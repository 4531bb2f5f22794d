use std::ffi::OsString;
use std::path::{Path, PathBuf};
use std::sync::Arc;
use std::time::Duration;

use tokio::sync::Semaphore;
use tokio::task::JoinSet;
use tokio_util::sync::CancellationToken;
use tracing::{error, info, warn};

use crate::encoder::{Encoder, Finalized};
use crate::error::SyncError;
use crate::fetcher::Fetcher;
use crate::models::DesiredFile;

/// Attempts per file and the backoff between them.
#[derive(Debug, Clone, Copy, PartialEq, Eq)]
pub struct RetryPolicy {
    pub attempts: u32,
    /// Sleep after failed attempt `n` is `n * backoff_unit`.
    pub backoff_unit: Duration,
}

impl Default for RetryPolicy {
    fn default() -> Self {
        Self {
            attempts: 3,
            backoff_unit: Duration::from_secs(2),
        }
    }
}

/// How one queued file ended.
#[derive(Debug, Clone, Copy, PartialEq, Eq)]
pub enum FileOutcome {
    Placed(Finalized),
    Failed,
    Cancelled,
}

#[derive(Debug, Clone, Copy, Default, PartialEq, Eq)]
pub struct DownloadStats {
    pub downloaded: usize,
    pub raw_fallbacks: usize,
    pub failed: usize,
    pub cancelled: usize,
}

impl DownloadStats {
    fn record(&mut self, outcome: FileOutcome) {
        match outcome {
            FileOutcome::Placed(finalized) => {
                self.downloaded += 1;
                if finalized == Finalized::RawFallback {
                    self.raw_fallbacks += 1;
                }
            }
            FileOutcome::Failed => self.failed += 1,
            FileOutcome::Cancelled => self.cancelled += 1,
        }
    }
}

/// Shared state every download task needs.
pub(crate) struct Downloader<F> {
    pub fetcher: Arc<F>,
    pub encoder: Arc<Encoder>,
    pub retry: RetryPolicy,
}

impl<F> Clone for Downloader<F> {
    fn clone(&self) -> Self {
        Self {
            fetcher: Arc::clone(&self.fetcher),
            encoder: Arc::clone(&self.encoder),
            retry: self.retry,
        }
    }
}

impl<F: Fetcher> Downloader<F> {
    /// Run all `jobs` with at most `concurrency` in flight.
    ///
    /// `on_done(finished, total)` fires once per job as it completes.
    pub async fn download_all(
        &self,
        jobs: Vec<DesiredFile>,
        concurrency: usize,
        cancel: &CancellationToken,
        mut on_done: impl FnMut(usize, usize),
    ) -> DownloadStats {
        let total = jobs.len();
        let semaphore = Arc::new(Semaphore::new(concurrency.max(1)));
        let mut tasks = JoinSet::new();

        for job in jobs {
            let semaphore = Arc::clone(&semaphore);
            let cancel = cancel.clone();
            let this = self.clone();

            tasks.spawn(async move {
                let _permit = tokio::select! {
                    _ = cancel.cancelled() => return FileOutcome::Cancelled,
                    permit = semaphore.acquire_owned() => match permit {
                        Ok(p) => p,
                        Err(_) => return FileOutcome::Cancelled,
                    },
                };
                if cancel.is_cancelled() {
                    return FileOutcome::Cancelled;
                }
                this.download_with_retry(&job, &cancel).await
            });
        }

        let mut stats = DownloadStats::default();
        let mut finished = 0;
        while let Some(joined) = tasks.join_next().await {
            let outcome = joined.unwrap_or_else(|e| {
                error!(error = %e, "Download task panicked");
                FileOutcome::Failed
            });
            stats.record(outcome);
            finished += 1;
            on_done(finished, total);
        }
        stats
    }

    async fn download_with_retry(
        &self,
        job: &DesiredFile,
        cancel: &CancellationToken,
    ) -> FileOutcome {
        let target = job.target_path.display().to_string();

        if let Some(dir) = job.target_path.parent() {
            if let Err(e) = tokio::fs::create_dir_all(dir).await {
                error!(target, error = %e, "Cannot create target directory");
                return FileOutcome::Failed;
            }
        }

        let attempts = self.retry.attempts.max(1);
        for attempt in 1..=attempts {
            match self.download_one(job, cancel).await {
                Ok(finalized) => {
                    info!(target, ?finalized, "Theme file placed");
                    return FileOutcome::Placed(finalized);
                }
                Err(e) if e.is_cancelled() => return FileOutcome::Cancelled,
                Err(e) if attempt < attempts => {
                    let backoff = self.retry.backoff_unit * attempt;
                    warn!(
                        target,
                        attempt,
                        error = %e,
                        backoff_ms = backoff.as_millis() as u64,
                        "Download failed, retrying"
                    );
                    tokio::select! {
                        _ = cancel.cancelled() => return FileOutcome::Cancelled,
                        _ = tokio::time::sleep(backoff) => {}
                    }
                }
                Err(e) => {
                    error!(target, attempts, error = %e, "Download failed, giving up");
                }
            }
        }
        FileOutcome::Failed
    }

    async fn download_one(
        &self,
        job: &DesiredFile,
        cancel: &CancellationToken,
    ) -> Result<Finalized, SyncError> {
        let part = part_path(&job.target_path);

        let result = match self.fetcher.fetch(&job.source_url, &part, cancel).await {
            Ok(()) => {
                self.encoder
                    .finalize(&part, &job.target_path, job.is_video, &job.source_url, job.volume)
                    .await
            }
            Err(e) => Err(e),
        };

        if result.is_err() {
            let _ = tokio::fs::remove_file(&part).await;
        }
        result
    }
}

/// `{target}.part`
pub fn part_path(target: &Path) -> PathBuf {
    let mut name = target
        .file_name()
        .map(OsString::from)
        .unwrap_or_default();
    name.push(".part");
    target.with_file_name(name)
}

#[cfg(test)]
pub(crate) mod tests {
    use super::*;
    use std::sync::atomic::{AtomicUsize, Ordering};
    use std::sync::Mutex;

    /// Writes the URL into `dest` after a short pause, tracking concurrency.
    #[derive(Default)]
    pub(crate) struct FakeFetcher {
        pub delay: Duration,
        /// Number of leading calls that fail.
        pub fail_first: usize,
        pub calls: AtomicUsize,
        pub in_flight: AtomicUsize,
        pub max_in_flight: AtomicUsize,
        pub urls: Mutex<Vec<String>>,
    }

    impl Fetcher for FakeFetcher {
        async fn fetch(
            &self,
            url: &str,
            dest: &Path,
            cancel: &CancellationToken,
        ) -> Result<(), SyncError> {
            let call = self.calls.fetch_add(1, Ordering::SeqCst);
            self.urls.lock().unwrap().push(url.to_string());

            let now = self.in_flight.fetch_add(1, Ordering::SeqCst) + 1;
            self.max_in_flight.fetch_max(now, Ordering::SeqCst);

            let result = tokio::select! {
                _ = cancel.cancelled() => Err(SyncError::Cancelled),
                _ = tokio::time::sleep(self.delay) => Ok(()),
            };
            self.in_flight.fetch_sub(1, Ordering::SeqCst);
            result?;

            // Leave a partial file behind, as a broken transfer would.
            tokio::fs::write(dest, url.as_bytes()).await?;
            if call < self.fail_first {
                return Err(SyncError::Status {
                    status: 503,
                    url: url.to_string(),
                });
            }
            Ok(())
        }
    }

    pub(crate) fn job(dir: &Path, name: &str) -> DesiredFile {
        DesiredFile {
            target_path: dir.join("backdrops").join(format!("{name}-video.webm")),
            source_url: format!("https://v.animethemes.moe/{name}.webm"),
            is_video: true,
            volume: 100,
        }
    }

    fn downloader(fetcher: FakeFetcher, backoff: Duration) -> Downloader<FakeFetcher> {
        Downloader {
            fetcher: Arc::new(fetcher),
            encoder: Arc::new(Encoder::default()),
            retry: RetryPolicy {
                attempts: 3,
                backoff_unit: backoff,
            },
        }
    }

    #[test]
    fn test_part_path() {
        assert_eq!(
            part_path(Path::new("/a/backdrops/OP1-video.webm")),
            PathBuf::from("/a/backdrops/OP1-video.webm.part")
        );
    }

    #[tokio::test]
    async fn test_at_most_two_in_flight() {
        let dir = tempfile::tempdir().unwrap();
        let d = downloader(
            FakeFetcher {
                delay: Duration::from_millis(30),
                ..Default::default()
            },
            Duration::ZERO,
        );
        let jobs: Vec<DesiredFile> =
            (1..=5).map(|i| job(dir.path(), &format!("OP{i}"))).collect();

        let mut reports = Vec::new();
        let stats = d
            .download_all(jobs.clone(), 2, &CancellationToken::new(), |done, total| {
                reports.push((done, total))
            })
            .await;

        assert_eq!(stats.downloaded, 5);
        assert_eq!(d.fetcher.max_in_flight.load(Ordering::SeqCst), 2);
        assert_eq!(reports.last(), Some(&(5, 5)));
        for j in &jobs {
            assert!(j.target_path.exists());
            assert!(!part_path(&j.target_path).exists());
        }
    }

    #[tokio::test]
    async fn test_retries_then_succeeds() {
        let dir = tempfile::tempdir().unwrap();
        let d = downloader(
            FakeFetcher {
                fail_first: 2,
                ..Default::default()
            },
            Duration::from_millis(1),
        );

        let j = job(dir.path(), "OP1");
        let stats = d
            .download_all(vec![j.clone()], 1, &CancellationToken::new(), |_, _| {})
            .await;

        assert_eq!(stats.downloaded, 1);
        assert_eq!(d.fetcher.calls.load(Ordering::SeqCst), 3);
        assert!(j.target_path.exists());
    }

    #[tokio::test]
    async fn test_exhausted_retries_clean_up() {
        let dir = tempfile::tempdir().unwrap();
        let d = downloader(
            FakeFetcher {
                fail_first: usize::MAX,
                ..Default::default()
            },
            Duration::from_millis(1),
        );

        let j = job(dir.path(), "ED1");
        let stats = d
            .download_all(vec![j.clone()], 1, &CancellationToken::new(), |_, _| {})
            .await;

        assert_eq!(stats.failed, 1);
        assert_eq!(d.fetcher.calls.load(Ordering::SeqCst), 3);
        assert!(!j.target_path.exists());
        assert!(!part_path(&j.target_path).exists());
    }

    #[tokio::test]
    async fn test_cancelled_before_start() {
        let dir = tempfile::tempdir().unwrap();
        let d = downloader(FakeFetcher::default(), Duration::ZERO);
        let cancel = CancellationToken::new();
        cancel.cancel();

        let jobs = vec![job(dir.path(), "OP1"), job(dir.path(), "OP2")];
        let mut finished = 0;
        let stats = d.download_all(jobs, 2, &cancel, |done, _| finished = done).await;

        assert_eq!(stats.cancelled, 2);
        assert_eq!(finished, 2);
        assert_eq!(d.fetcher.calls.load(Ordering::SeqCst), 0);
    }

    #[tokio::test]
    async fn test_cancel_during_backoff_stops_retrying() {
        let dir = tempfile::tempdir().unwrap();
        let d = downloader(
            FakeFetcher {
                fail_first: 1,
                ..Default::default()
            },
            Duration::from_secs(60),
        );
        let cancel = CancellationToken::new();

        tokio::spawn({
            let fetcher = Arc::clone(&d.fetcher);
            let cancel = cancel.clone();
            async move {
                while fetcher.calls.load(Ordering::SeqCst) == 0 {
                    tokio::time::sleep(Duration::from_millis(5)).await;
                }
                tokio::time::sleep(Duration::from_millis(50)).await;
                cancel.cancel();
            }
        });

        let j = job(dir.path(), "OP1");
        let stats = tokio::time::timeout(
            Duration::from_secs(10),
            d.download_all(vec![j.clone()], 1, &cancel, |_, _| {}),
        )
        .await
        .expect("backoff should end on cancellation");

        assert_eq!(stats.cancelled, 1);
        assert_eq!(stats.failed, 0);
        assert_eq!(d.fetcher.calls.load(Ordering::SeqCst), 1);
        assert!(!j.target_path.exists());
        assert!(!part_path(&j.target_path).exists());
    }
}
use thiserror::Error;

/// Errors from the AniList API client.
#[derive(Debug, Error)]
pub enum AniListError {
    #[error("HTTP error: {0}")]
    Http(#[from] reqwest::Error),

    #[error("API error (status {status}): {message}")]
    Api { status: u16, message: String },

    #[error("parse error: {0}")]
    Parse(String),
}
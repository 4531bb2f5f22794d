use thiserror::Error;

/// Errors from the AnimeThemes API client.
#[derive(Debug, Error)]
pub enum AnimeThemesError {
    #[error("HTTP error: {0}")]
    Http(#[from] reqwest::Error),

    #[error("API error (status {status}): {message}")]
    Api { status: u16, message: String },

    #[error("parse error: {0}")]
    Parse(String),

    #[error("invalid URL: {0}")]
    Url(#[from] url::ParseError),
}

impl AnimeThemesError {
    pub fn is_not_found(&self) -> bool {
        matches!(self, Self::Api { status: 404, .. })
    }
}
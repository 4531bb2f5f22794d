//! Composite scoring of search candidates against a library title.
//!
//! Lower scores are better. The title tier and the year penalty are added,
//! and the cheapest candidate wins (first one on ties).

use shudaika_api::traits::CanonicalMedia;

use crate::normalize::normalize;

/// Any title variant equals the query, ignoring case.
pub const TITLE_EXACT: u32 = 0;
/// Normalized title equals the normalized query.
pub const TITLE_NORMALIZED: u32 = 5;
/// One raw title contains the other.
pub const TITLE_CONTAINS: u32 = 10;
/// One normalized title contains the other.
pub const TITLE_NORMALIZED_CONTAINS: u32 = 15;
/// No usable title relation.
pub const TITLE_NO_MATCH: u32 = 50;

/// Cost per year of distance between requested and candidate year.
pub const YEAR_DISTANCE_COST: u32 = 100;
/// A year was requested but the candidate has none.
pub const YEAR_UNKNOWN: u32 = 50;

/// Score how well any of the candidate's titles matches the query.
pub fn score_title(candidate: &CanonicalMedia, query: &str) -> u32 {
    let variants: Vec<&str> = candidate.title.variants().collect();
    if variants.is_empty() {
        return TITLE_NO_MATCH;
    }

    let query_lower = query.trim().to_lowercase();
    if variants.iter().any(|v| v.trim().to_lowercase() == query_lower) {
        return TITLE_EXACT;
    }

    let query_norm = normalize(query);
    let normalized: Vec<String> = variants.iter().map(|v| normalize(v)).collect();
    if !query_norm.is_empty() && normalized.iter().any(|v| *v == query_norm) {
        return TITLE_NORMALIZED;
    }

    if !query_lower.is_empty()
        && variants.iter().any(|v| {
            let v = v.trim().to_lowercase();
            v.contains(&query_lower) || query_lower.contains(&v)
        })
    {
        return TITLE_CONTAINS;
    }

    if !query_norm.is_empty()
        && normalized
            .iter()
            .filter(|v| !v.is_empty())
            .any(|v| v.contains(&query_norm) || query_norm.contains(v.as_str()))
    {
        return TITLE_NORMALIZED_CONTAINS;
    }

    TITLE_NO_MATCH
}

/// Penalty for the distance between the requested year and the candidate's.
pub fn year_penalty(candidate: &CanonicalMedia, year: Option<i32>) -> u32 {
    match (year, candidate.start_year) {
        (None, _) => 0,
        (Some(_), None) => YEAR_UNKNOWN,
        (Some(wanted), Some(actual)) => {
            wanted.abs_diff(actual).saturating_mul(YEAR_DISTANCE_COST)
        }
    }
}

pub fn score_candidate(candidate: &CanonicalMedia, query: &str, year: Option<i32>) -> u32 {
    score_title(candidate, query).saturating_add(year_penalty(candidate, year))
}

/// The lowest-scoring candidate; ties keep the earliest.
pub fn best_candidate<'a>(
    candidates: &'a [CanonicalMedia],
    query: &str,
    year: Option<i32>,
) -> Option<(&'a CanonicalMedia, u32)> {
    candidates
        .iter()
        .map(|c| (c, score_candidate(c, query, year)))
        .fold(None, |best, (c, score)| match best {
            Some((_, best_score)) if best_score <= score => best,
            _ => Some((c, score)),
        })
}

§ **Description of the task**:
For every line in the listing above that mentions the word "collect", make a copy.

§ **Your solution**:
            (1..=5).map(|i| job(dir.path(), &format!("OP{i}"))).collect();
    let variants: Vec<&str> = candidate.title.variants().collect();
    let normalized: Vec<String> = variants.iter().map(|v| normalize(v)).collect();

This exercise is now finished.